Data entries:
____
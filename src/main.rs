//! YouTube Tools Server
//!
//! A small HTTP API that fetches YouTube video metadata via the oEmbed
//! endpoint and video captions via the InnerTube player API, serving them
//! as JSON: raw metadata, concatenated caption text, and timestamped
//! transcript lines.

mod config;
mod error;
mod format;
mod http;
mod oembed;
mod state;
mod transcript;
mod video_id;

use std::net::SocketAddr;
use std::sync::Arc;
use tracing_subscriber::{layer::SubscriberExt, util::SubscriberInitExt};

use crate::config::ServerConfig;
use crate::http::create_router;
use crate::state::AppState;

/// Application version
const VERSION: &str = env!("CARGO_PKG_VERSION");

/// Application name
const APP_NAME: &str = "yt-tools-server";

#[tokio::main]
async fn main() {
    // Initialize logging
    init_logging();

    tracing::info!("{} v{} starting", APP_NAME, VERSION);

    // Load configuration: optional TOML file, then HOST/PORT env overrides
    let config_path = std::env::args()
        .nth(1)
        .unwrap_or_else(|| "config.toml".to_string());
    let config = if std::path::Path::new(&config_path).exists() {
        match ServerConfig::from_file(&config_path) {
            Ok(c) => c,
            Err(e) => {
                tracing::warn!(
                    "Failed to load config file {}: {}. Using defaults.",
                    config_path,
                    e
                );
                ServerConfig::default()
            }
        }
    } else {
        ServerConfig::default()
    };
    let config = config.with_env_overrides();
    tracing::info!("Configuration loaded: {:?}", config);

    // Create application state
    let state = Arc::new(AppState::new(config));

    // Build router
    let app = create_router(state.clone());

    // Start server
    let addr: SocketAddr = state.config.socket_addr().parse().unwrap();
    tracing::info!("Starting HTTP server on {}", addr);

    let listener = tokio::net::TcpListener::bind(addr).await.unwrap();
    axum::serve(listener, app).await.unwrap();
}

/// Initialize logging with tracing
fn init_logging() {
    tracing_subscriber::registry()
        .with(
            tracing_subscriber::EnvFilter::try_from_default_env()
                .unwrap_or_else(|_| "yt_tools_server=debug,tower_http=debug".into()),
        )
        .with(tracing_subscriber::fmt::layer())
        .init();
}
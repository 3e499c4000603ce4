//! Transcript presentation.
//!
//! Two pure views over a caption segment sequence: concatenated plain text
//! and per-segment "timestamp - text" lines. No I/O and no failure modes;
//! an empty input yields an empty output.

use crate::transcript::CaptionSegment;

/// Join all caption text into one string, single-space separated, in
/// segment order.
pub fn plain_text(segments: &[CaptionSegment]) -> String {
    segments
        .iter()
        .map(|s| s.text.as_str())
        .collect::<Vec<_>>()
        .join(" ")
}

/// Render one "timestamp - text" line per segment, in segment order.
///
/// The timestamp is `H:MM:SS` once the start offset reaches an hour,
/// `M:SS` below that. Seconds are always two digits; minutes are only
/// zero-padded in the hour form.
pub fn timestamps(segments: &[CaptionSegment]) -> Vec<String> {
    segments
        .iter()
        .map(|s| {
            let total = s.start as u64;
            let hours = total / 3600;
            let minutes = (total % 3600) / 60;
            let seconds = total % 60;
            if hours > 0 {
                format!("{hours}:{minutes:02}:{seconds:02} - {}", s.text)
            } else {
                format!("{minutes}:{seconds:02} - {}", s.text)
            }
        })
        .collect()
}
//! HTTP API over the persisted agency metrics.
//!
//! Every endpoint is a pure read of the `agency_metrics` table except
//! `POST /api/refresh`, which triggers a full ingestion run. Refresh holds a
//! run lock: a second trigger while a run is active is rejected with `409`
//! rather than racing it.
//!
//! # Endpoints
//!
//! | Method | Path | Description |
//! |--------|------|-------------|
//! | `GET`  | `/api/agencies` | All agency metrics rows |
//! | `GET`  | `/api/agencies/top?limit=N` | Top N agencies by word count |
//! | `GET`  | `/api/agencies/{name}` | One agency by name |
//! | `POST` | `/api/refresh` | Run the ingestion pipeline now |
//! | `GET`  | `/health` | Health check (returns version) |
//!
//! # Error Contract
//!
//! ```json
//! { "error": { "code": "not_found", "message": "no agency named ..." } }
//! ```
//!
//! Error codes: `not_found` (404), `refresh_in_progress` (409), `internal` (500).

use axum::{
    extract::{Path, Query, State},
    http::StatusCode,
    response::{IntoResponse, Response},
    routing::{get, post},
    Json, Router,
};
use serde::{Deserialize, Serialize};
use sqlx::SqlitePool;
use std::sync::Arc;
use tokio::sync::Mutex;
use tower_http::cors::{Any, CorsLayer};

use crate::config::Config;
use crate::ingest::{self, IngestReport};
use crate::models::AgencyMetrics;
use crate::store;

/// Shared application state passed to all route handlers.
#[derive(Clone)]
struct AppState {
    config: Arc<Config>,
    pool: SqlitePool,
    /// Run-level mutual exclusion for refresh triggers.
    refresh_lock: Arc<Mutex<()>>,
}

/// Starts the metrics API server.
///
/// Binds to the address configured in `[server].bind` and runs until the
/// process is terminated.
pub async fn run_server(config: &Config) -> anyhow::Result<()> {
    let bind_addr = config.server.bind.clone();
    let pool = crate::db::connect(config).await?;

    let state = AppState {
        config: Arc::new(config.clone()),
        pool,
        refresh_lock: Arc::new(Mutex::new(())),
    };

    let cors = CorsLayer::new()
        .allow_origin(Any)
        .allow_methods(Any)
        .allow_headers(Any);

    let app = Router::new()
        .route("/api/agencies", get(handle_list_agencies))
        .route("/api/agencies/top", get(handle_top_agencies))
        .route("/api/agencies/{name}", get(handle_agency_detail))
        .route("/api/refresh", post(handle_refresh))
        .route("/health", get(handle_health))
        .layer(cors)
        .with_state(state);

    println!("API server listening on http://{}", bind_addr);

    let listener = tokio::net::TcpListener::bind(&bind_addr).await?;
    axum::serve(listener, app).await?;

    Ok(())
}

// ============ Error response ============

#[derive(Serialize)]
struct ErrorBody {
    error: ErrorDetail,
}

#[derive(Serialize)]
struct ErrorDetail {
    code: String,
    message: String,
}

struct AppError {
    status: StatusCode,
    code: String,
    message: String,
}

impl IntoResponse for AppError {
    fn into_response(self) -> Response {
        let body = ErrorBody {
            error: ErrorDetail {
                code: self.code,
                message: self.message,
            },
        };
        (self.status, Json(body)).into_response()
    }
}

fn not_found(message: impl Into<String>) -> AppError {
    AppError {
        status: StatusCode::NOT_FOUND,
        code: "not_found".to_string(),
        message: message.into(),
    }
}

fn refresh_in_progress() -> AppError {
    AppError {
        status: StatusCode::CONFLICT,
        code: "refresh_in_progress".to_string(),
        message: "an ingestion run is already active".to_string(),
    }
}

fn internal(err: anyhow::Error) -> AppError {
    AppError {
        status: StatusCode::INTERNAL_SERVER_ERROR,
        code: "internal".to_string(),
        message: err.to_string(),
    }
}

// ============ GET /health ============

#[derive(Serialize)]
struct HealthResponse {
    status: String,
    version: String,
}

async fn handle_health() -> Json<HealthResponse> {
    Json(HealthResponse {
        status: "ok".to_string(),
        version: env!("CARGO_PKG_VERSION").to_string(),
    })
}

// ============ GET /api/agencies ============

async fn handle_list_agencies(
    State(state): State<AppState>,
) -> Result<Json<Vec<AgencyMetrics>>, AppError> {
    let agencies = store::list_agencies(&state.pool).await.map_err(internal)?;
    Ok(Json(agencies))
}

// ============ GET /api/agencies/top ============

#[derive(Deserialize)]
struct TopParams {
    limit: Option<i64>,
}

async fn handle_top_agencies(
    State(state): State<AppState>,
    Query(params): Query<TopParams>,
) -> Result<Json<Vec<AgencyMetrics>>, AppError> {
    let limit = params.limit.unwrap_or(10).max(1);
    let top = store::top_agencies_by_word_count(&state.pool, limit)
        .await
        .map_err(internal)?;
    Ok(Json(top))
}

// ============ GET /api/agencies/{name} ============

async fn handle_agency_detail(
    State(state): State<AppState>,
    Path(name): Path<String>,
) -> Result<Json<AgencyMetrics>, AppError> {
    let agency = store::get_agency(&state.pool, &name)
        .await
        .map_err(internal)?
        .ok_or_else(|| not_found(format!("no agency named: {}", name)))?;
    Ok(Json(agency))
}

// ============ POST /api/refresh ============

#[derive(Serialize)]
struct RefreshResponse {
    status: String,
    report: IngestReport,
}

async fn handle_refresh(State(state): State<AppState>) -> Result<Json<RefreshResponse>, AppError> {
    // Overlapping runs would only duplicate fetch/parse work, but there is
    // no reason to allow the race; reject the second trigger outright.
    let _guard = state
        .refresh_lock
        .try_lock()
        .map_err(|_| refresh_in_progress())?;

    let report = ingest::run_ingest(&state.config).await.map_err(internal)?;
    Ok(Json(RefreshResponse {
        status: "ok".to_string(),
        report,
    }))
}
____
Say how many of the lines above include the word "Initialize", giving the figure alone.

2